[Collected data entries]
■ ■ ■ ■ ■ ■ ■

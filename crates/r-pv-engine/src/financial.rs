//! ---
//! ems_section: "08-energy-models-optimization"
//! ems_subsection: "module"
//! ems_type: "source"
//! ems_scope: "code"
//! ems_description: "Cost estimation and multi-year discounted cash-flow analysis."
//! ems_version: "v0.0.0-prealpha"
//! ems_owner: "tbd"
//! ---
//! Financial projection over the project life.
//!
//! Energy degrades and the tariff escalates year over year; revenue net of
//! maintenance is discounted at the interest rate. Tax credits reduce the
//! capital cost once at year zero, land is added on top.

use serde::{Deserialize, Serialize};
use tracing::debug;

use crate::errors::{PvEngineError, Result};

/// Grid emissions avoided per kWh generated (kg CO2).
pub const GRID_EMISSIONS_KG_PER_KWH: f64 = 0.7;

/// Yearly operation and maintenance cost.
#[derive(Debug, Clone, Copy, PartialEq, Serialize, Deserialize)]
#[serde(tag = "basis", content = "amount", rename_all = "kebab-case")]
pub enum MaintenanceCost {
    /// $/yr
    Flat(f64),
    /// $/kW-yr of DC nameplate.
    PerKw(f64),
}

impl Default for MaintenanceCost {
    fn default() -> Self {
        MaintenanceCost::PerKw(15.0)
    }
}

impl MaintenanceCost {
    pub fn annual(&self, system_kw: f64) -> f64 {
        match *self {
            MaintenanceCost::Flat(amount) => amount,
            MaintenanceCost::PerKw(rate) => rate * system_kw,
        }
    }

    fn amount(&self) -> f64 {
        match *self {
            MaintenanceCost::Flat(amount) | MaintenanceCost::PerKw(amount) => amount,
        }
    }
}

/// Itemized installed cost in $/W DC.
#[derive(Debug, Clone, Copy, PartialEq, Serialize, Deserialize)]
#[serde(default)]
pub struct CostComponents {
    pub module: f64,
    pub inverter: f64,
    pub racking: f64,
    pub wiring: f64,
    pub disconnect: f64,
    pub labor: f64,
    pub installation_overhead: f64,
    pub profit: f64,
    pub permitting: f64,
    pub inspection: f64,
    pub interconnection: f64,
    pub soft_overhead: f64,
}

impl Default for CostComponents {
    fn default() -> Self {
        Self {
            module: 0.35,
            inverter: 0.10,
            racking: 0.10,
            wiring: 0.15,
            disconnect: 0.05,
            labor: 0.20,
            installation_overhead: 0.10,
            profit: 0.10,
            permitting: 0.10,
            inspection: 0.05,
            interconnection: 0.10,
            soft_overhead: 0.10,
        }
    }
}

impl CostComponents {
    /// Default prices discounted for larger systems.
    pub fn estimated_for(system_kw: f64) -> Self {
        let scale = (system_kw.max(1.0).log10() / 2.0).clamp(0.0, 1.0);
        let hardware = 1.0 - 0.10 * scale;
        let bos = 1.0 - 0.15 * scale;
        let install = 1.0 - 0.20 * scale;
        let soft = 1.0 - 0.10 * scale;
        let base = Self::default();
        Self {
            module: base.module * hardware,
            inverter: base.inverter * hardware,
            racking: base.racking * bos,
            wiring: base.wiring * bos,
            disconnect: base.disconnect * bos,
            labor: base.labor * install,
            installation_overhead: base.installation_overhead * install,
            profit: base.profit * install,
            permitting: base.permitting * soft,
            inspection: base.inspection * soft,
            interconnection: base.interconnection * soft,
            soft_overhead: base.soft_overhead * soft,
        }
    }

    pub fn per_watt(&self) -> f64 {
        self.values().iter().sum()
    }

    fn values(&self) -> [f64; 12] {
        [
            self.module,
            self.inverter,
            self.racking,
            self.wiring,
            self.disconnect,
            self.labor,
            self.installation_overhead,
            self.profit,
            self.permitting,
            self.inspection,
            self.interconnection,
            self.soft_overhead,
        ]
    }

    pub fn validate(&self) -> Result<()> {
        if self.values().iter().any(|v| !v.is_finite() || *v < 0.0) {
            return Err(PvEngineError::invalid_input(
                "cost components must be finite and non-negative",
            ));
        }
        Ok(())
    }

    pub fn breakdown(&self, dc_watts: f64, land: f64) -> CostBreakdown {
        CostBreakdown::from_categories(
            self.module * dc_watts,
            self.inverter * dc_watts,
            (self.racking + self.wiring + self.disconnect) * dc_watts,
            (self.labor + self.installation_overhead + self.profit) * dc_watts,
            (self.permitting + self.inspection + self.interconnection + self.soft_overhead)
                * dc_watts,
            land,
        )
    }
}

/// Category totals in $.
#[derive(Debug, Clone, Copy, PartialEq, Serialize, Deserialize)]
pub struct CostBreakdown {
    pub module: f64,
    pub inverter: f64,
    pub balance_of_system: f64,
    pub installation: f64,
    pub soft_costs: f64,
    pub land: f64,
    /// Everything except land.
    pub total_installed: f64,
    pub total: f64,
}

impl CostBreakdown {
    fn from_categories(
        module: f64,
        inverter: f64,
        balance_of_system: f64,
        installation: f64,
        soft_costs: f64,
        land: f64,
    ) -> Self {
        let total_installed = module + inverter + balance_of_system + installation + soft_costs;
        Self {
            module,
            inverter,
            balance_of_system,
            installation,
            soft_costs,
            land,
            total_installed,
            total: total_installed + land,
        }
    }

    /// Split a lump-sum installed cost by the default category shares.
    pub fn apportion(installed: f64, land: f64) -> Self {
        let shares = CostComponents::default();
        let per_watt = shares.per_watt();
        let equivalent_watts = if per_watt > 0.0 { installed / per_watt } else { 0.0 };
        shares.breakdown(equivalent_watts, land)
    }
}

/// How the installed cost is known.
#[derive(Debug, Clone, Copy, PartialEq, Serialize, Deserialize)]
#[serde(tag = "kind", rename_all = "kebab-case")]
pub enum InstalledCost {
    LumpSum { amount: f64 },
    Itemized(CostComponents),
    /// Default component prices with economies of scale.
    Estimated,
}

/// Rates and credits are fractions (0.05 = 5 %).
#[derive(Debug, Clone, Copy, PartialEq, Serialize, Deserialize)]
pub struct FinancialInputs {
    /// Year-one AC energy (kWh).
    pub annual_energy: f64,
    /// DC nameplate (kW), used for cost estimation and per-kW maintenance.
    pub system_kw: f64,
    pub installed_cost: InstalledCost,
    /// $/kWh
    pub electricity_rate: f64,
    pub degradation: f64,
    pub price_escalation: f64,
    pub maintenance: MaintenanceCost,
    pub interest_rate: f64,
    pub project_life: u32,
    pub federal_tax_credit: f64,
    pub state_tax_credit: f64,
    pub land_cost: f64,
}

impl Default for FinancialInputs {
    fn default() -> Self {
        Self {
            annual_energy: 0.0,
            system_kw: 0.0,
            installed_cost: InstalledCost::Estimated,
            electricity_rate: 0.10,
            degradation: 0.005,
            price_escalation: 0.025,
            maintenance: MaintenanceCost::default(),
            interest_rate: 0.05,
            project_life: 25,
            federal_tax_credit: 0.0,
            state_tax_credit: 0.0,
            land_cost: 0.0,
        }
    }
}

impl FinancialInputs {
    pub fn validate(&self) -> Result<()> {
        let finite = [
            ("annual_energy", self.annual_energy),
            ("system_size", self.system_kw),
            ("electricity_rate", self.electricity_rate),
            ("degradation", self.degradation),
            ("price_escalation", self.price_escalation),
            ("maintenance_cost", self.maintenance.amount()),
            ("interest_rate", self.interest_rate),
            ("federal_tax_credit", self.federal_tax_credit),
            ("state_tax_credit", self.state_tax_credit),
            ("land_cost", self.land_cost),
        ];
        if let Some((field, value)) = finite.iter().find(|(_, v)| !v.is_finite()) {
            return Err(PvEngineError::invalid_input(format!(
                "{field} must be finite (got {value})"
            )));
        }
        if self.annual_energy < 0.0 || self.system_kw < 0.0 || self.land_cost < 0.0 {
            return Err(PvEngineError::invalid_input(
                "energy, system size and land cost must not be negative",
            ));
        }
        if self.interest_rate <= -1.0 {
            return Err(PvEngineError::invalid_input(format!(
                "interest_rate must exceed -100% (got {:.2}%)",
                self.interest_rate * 100.0
            )));
        }
        if !(1..=100).contains(&self.project_life) {
            return Err(PvEngineError::invalid_input(format!(
                "project_life must lie in 1..=100 years (got {})",
                self.project_life
            )));
        }
        for (field, credit) in [
            ("federal_tax_credit", self.federal_tax_credit),
            ("state_tax_credit", self.state_tax_credit),
        ] {
            if !(0.0..=1.0).contains(&credit) {
                return Err(PvEngineError::invalid_input(format!(
                    "{field} must lie in [0, 100]% (got {:.2}%)",
                    credit * 100.0
                )));
            }
        }
        if self.federal_tax_credit + self.state_tax_credit > 1.0 {
            return Err(PvEngineError::invalid_input(
                "combined tax credits exceed 100%",
            ));
        }
        if self.degradation >= 1.0 {
            return Err(PvEngineError::invalid_input(
                "degradation must be below 100% per year",
            ));
        }
        match self.installed_cost {
            InstalledCost::LumpSum { amount } if !amount.is_finite() || amount < 0.0 => {
                Err(PvEngineError::invalid_input(format!(
                    "installed_cost must be finite and non-negative (got {amount})"
                )))
            }
            InstalledCost::Itemized(components) => components.validate(),
            _ => Ok(()),
        }
    }

    pub fn cost_breakdown(&self) -> CostBreakdown {
        let dc_watts = self.system_kw * 1000.0;
        match self.installed_cost {
            InstalledCost::LumpSum { amount } => CostBreakdown::apportion(amount, self.land_cost),
            InstalledCost::Itemized(components) => components.breakdown(dc_watts, self.land_cost),
            InstalledCost::Estimated => {
                CostComponents::estimated_for(self.system_kw).breakdown(dc_watts, self.land_cost)
            }
        }
    }
}

#[derive(Debug, Clone, PartialEq, Serialize, Deserialize)]
pub struct FinancialResult {
    /// Year-one energy value ($).
    pub annual_savings: f64,
    /// Years until undiscounted cash flow turns positive; `None` if never.
    pub simple_payback: Option<f64>,
    /// $/kWh; `None` when no energy is produced.
    pub lcoe: Option<f64>,
    #[serde(rename = "net_present_value", alias = "npv")]
    pub npv: f64,
    /// Lifetime avoided emissions (tonnes).
    pub co2_savings: f64,
    /// Year-one avoided emissions (tonnes).
    pub annual_co2_savings: f64,
    /// Discounted, index 0 is year zero.
    pub cumulative_cash_flow: Vec<f64>,
    pub undiscounted_cumulative_cash_flow: Vec<f64>,
    /// Undiscounted net revenue for years 1..=life.
    pub annual_cash_flows: Vec<f64>,
    /// Capital outlay at year zero after credits, including land.
    pub net_cost: f64,
    /// Undiscounted energy value over the project life ($).
    pub total_savings: f64,
    /// kWh
    pub lifetime_energy: f64,
    pub cost_breakdown: CostBreakdown,
}

pub struct FinancialAnalyzer;

impl FinancialAnalyzer {
    pub fn analyze(inputs: &FinancialInputs) -> Result<FinancialResult> {
        inputs.validate()?;
        let cost_breakdown = inputs.cost_breakdown();
        let credits = inputs.federal_tax_credit + inputs.state_tax_credit;
        let net_cost = cost_breakdown.total_installed * (1.0 - credits) + inputs.land_cost;
        let maintenance = inputs.maintenance.annual(inputs.system_kw);
        let life = inputs.project_life as usize;

        let mut cumulative = Vec::with_capacity(life + 1);
        let mut undiscounted = Vec::with_capacity(life + 1);
        let mut annual_cash_flows = Vec::with_capacity(life);
        cumulative.push(-net_cost);
        undiscounted.push(-net_cost);
        let (mut running, mut running_plain) = (-net_cost, -net_cost);
        let mut discounted_energy = 0.0;
        let mut discounted_maintenance = 0.0;
        let mut lifetime_energy = 0.0;
        let mut total_savings = 0.0;

        for t in 1..=inputs.project_life {
            let exponent = (t - 1) as i32;
            let energy = inputs.annual_energy * (1.0 - inputs.degradation).powi(exponent);
            let price = inputs.electricity_rate * (1.0 + inputs.price_escalation).powi(exponent);
            let revenue = energy * price - maintenance;
            let discount = (1.0 + inputs.interest_rate).powi(t as i32);

            running += revenue / discount;
            running_plain += revenue;
            discounted_energy += energy / discount;
            discounted_maintenance += maintenance / discount;
            lifetime_energy += energy;
            total_savings += energy * price;

            cumulative.push(running);
            undiscounted.push(running_plain);
            annual_cash_flows.push(revenue);
        }

        let lcoe = (discounted_energy > 0.0)
            .then(|| (net_cost + discounted_maintenance) / discounted_energy);
        let result = FinancialResult {
            annual_savings: inputs.annual_energy * inputs.electricity_rate,
            simple_payback: payback_year(&undiscounted),
            lcoe,
            npv: running,
            co2_savings: lifetime_energy * GRID_EMISSIONS_KG_PER_KWH / 1000.0,
            annual_co2_savings: inputs.annual_energy * GRID_EMISSIONS_KG_PER_KWH / 1000.0,
            cumulative_cash_flow: cumulative,
            undiscounted_cumulative_cash_flow: undiscounted,
            annual_cash_flows,
            net_cost,
            total_savings,
            lifetime_energy,
            cost_breakdown,
        };
        debug!(
            npv = result.npv,
            lcoe = ?result.lcoe,
            payback = ?result.simple_payback,
            "financial analysis complete"
        );
        Ok(result)
    }
}

/// First zero crossing of a cumulative series, interpolated between years.
fn payback_year(cumulative: &[f64]) -> Option<f64> {
    match cumulative.first() {
        Some(first) if *first >= 0.0 => return Some(0.0),
        None => return None,
        _ => {}
    }
    cumulative.windows(2).enumerate().find_map(|(year, pair)| {
        let (before, after) = (pair[0], pair[1]);
        (before < 0.0 && after >= 0.0).then(|| year as f64 + -before / (after - before))
    })
}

■ ■ ■ ■ ■ ■ ■

# [What is expected]
Whenever a line of the data above includes the word "apportion", copy that line.

# [Result for this task]
    pub fn apportion(installed: f64, land: f64) -> Self {
            InstalledCost::LumpSum { amount } => CostBreakdown::apportion(amount, self.land_cost),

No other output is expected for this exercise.